Extracted data entries
________

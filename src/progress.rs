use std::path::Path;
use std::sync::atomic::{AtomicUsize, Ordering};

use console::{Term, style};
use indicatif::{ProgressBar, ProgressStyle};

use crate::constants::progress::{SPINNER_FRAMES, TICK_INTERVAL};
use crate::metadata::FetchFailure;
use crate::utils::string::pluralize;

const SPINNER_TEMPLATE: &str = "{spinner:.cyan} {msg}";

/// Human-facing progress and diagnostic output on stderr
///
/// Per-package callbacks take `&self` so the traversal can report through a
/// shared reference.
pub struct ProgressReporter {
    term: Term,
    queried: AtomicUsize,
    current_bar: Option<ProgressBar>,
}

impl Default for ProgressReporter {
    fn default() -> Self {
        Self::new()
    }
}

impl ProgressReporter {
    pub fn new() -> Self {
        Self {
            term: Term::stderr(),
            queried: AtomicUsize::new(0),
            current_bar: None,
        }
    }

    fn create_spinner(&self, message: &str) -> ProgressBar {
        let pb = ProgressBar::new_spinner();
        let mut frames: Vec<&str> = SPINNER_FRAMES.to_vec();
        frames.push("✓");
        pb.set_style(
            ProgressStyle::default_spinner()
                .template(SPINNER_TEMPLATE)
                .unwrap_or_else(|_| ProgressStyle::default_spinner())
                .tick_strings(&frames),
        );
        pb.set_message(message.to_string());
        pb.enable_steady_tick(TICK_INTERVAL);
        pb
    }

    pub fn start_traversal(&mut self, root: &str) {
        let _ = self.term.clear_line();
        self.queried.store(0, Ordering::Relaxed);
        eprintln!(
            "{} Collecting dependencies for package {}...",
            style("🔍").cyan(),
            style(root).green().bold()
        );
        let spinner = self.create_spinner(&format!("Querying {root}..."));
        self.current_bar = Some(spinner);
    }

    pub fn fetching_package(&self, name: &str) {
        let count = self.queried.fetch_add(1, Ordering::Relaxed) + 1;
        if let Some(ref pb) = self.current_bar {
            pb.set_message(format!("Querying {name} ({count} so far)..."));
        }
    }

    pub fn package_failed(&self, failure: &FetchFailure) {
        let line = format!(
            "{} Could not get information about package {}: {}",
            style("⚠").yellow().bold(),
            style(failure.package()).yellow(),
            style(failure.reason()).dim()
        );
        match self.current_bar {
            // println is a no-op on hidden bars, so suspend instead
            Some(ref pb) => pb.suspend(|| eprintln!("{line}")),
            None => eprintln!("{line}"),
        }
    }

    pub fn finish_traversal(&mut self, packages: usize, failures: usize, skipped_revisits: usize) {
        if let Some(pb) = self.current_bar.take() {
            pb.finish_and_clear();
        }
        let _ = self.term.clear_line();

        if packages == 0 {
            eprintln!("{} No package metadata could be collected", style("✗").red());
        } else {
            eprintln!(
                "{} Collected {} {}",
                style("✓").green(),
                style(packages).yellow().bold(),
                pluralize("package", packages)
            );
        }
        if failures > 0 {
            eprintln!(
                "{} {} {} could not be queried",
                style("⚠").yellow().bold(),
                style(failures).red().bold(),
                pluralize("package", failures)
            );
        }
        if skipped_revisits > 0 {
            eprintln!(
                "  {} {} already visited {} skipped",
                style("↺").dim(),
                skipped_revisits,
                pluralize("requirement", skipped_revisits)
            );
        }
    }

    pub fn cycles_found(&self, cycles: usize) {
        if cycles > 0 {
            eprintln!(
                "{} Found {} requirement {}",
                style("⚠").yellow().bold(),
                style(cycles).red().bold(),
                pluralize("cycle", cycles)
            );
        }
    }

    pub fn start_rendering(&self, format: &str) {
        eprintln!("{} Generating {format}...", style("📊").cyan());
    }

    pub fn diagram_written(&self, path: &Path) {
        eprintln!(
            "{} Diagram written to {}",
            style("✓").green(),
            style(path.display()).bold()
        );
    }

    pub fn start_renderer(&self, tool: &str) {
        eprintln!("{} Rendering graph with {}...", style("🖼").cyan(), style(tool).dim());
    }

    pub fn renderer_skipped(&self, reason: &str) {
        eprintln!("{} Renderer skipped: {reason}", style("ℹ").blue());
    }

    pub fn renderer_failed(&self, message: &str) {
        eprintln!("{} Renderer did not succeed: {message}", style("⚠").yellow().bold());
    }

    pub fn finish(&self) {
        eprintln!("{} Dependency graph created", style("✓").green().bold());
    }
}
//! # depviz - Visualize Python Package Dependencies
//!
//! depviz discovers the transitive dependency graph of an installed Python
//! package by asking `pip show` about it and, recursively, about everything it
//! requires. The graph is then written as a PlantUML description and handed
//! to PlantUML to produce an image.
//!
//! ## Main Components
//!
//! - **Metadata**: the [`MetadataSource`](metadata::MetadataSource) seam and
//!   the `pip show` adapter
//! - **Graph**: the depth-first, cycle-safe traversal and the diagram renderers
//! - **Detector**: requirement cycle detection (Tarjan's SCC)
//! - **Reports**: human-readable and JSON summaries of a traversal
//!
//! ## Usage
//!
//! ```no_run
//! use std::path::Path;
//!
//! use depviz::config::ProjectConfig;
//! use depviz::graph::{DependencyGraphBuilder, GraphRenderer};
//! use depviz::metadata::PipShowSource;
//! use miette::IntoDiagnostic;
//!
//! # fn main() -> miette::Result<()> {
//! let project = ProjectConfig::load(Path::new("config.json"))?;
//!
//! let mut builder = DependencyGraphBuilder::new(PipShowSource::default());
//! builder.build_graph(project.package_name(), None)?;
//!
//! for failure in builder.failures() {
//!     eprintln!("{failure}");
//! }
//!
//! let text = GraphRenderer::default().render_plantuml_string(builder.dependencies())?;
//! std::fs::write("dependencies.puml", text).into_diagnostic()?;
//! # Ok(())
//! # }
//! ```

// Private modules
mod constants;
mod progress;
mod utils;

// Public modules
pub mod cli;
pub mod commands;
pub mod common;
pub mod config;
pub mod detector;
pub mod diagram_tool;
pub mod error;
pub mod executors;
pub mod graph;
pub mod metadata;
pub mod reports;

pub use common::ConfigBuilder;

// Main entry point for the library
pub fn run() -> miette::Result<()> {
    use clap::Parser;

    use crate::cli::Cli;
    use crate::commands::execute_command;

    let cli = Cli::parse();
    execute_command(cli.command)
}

________

» YOUR INSTRUCTIONS
Say, as a bare number, how many lines of the data hold the string "ProjectConfig".

» ANSWER TO THE EXERCISE
2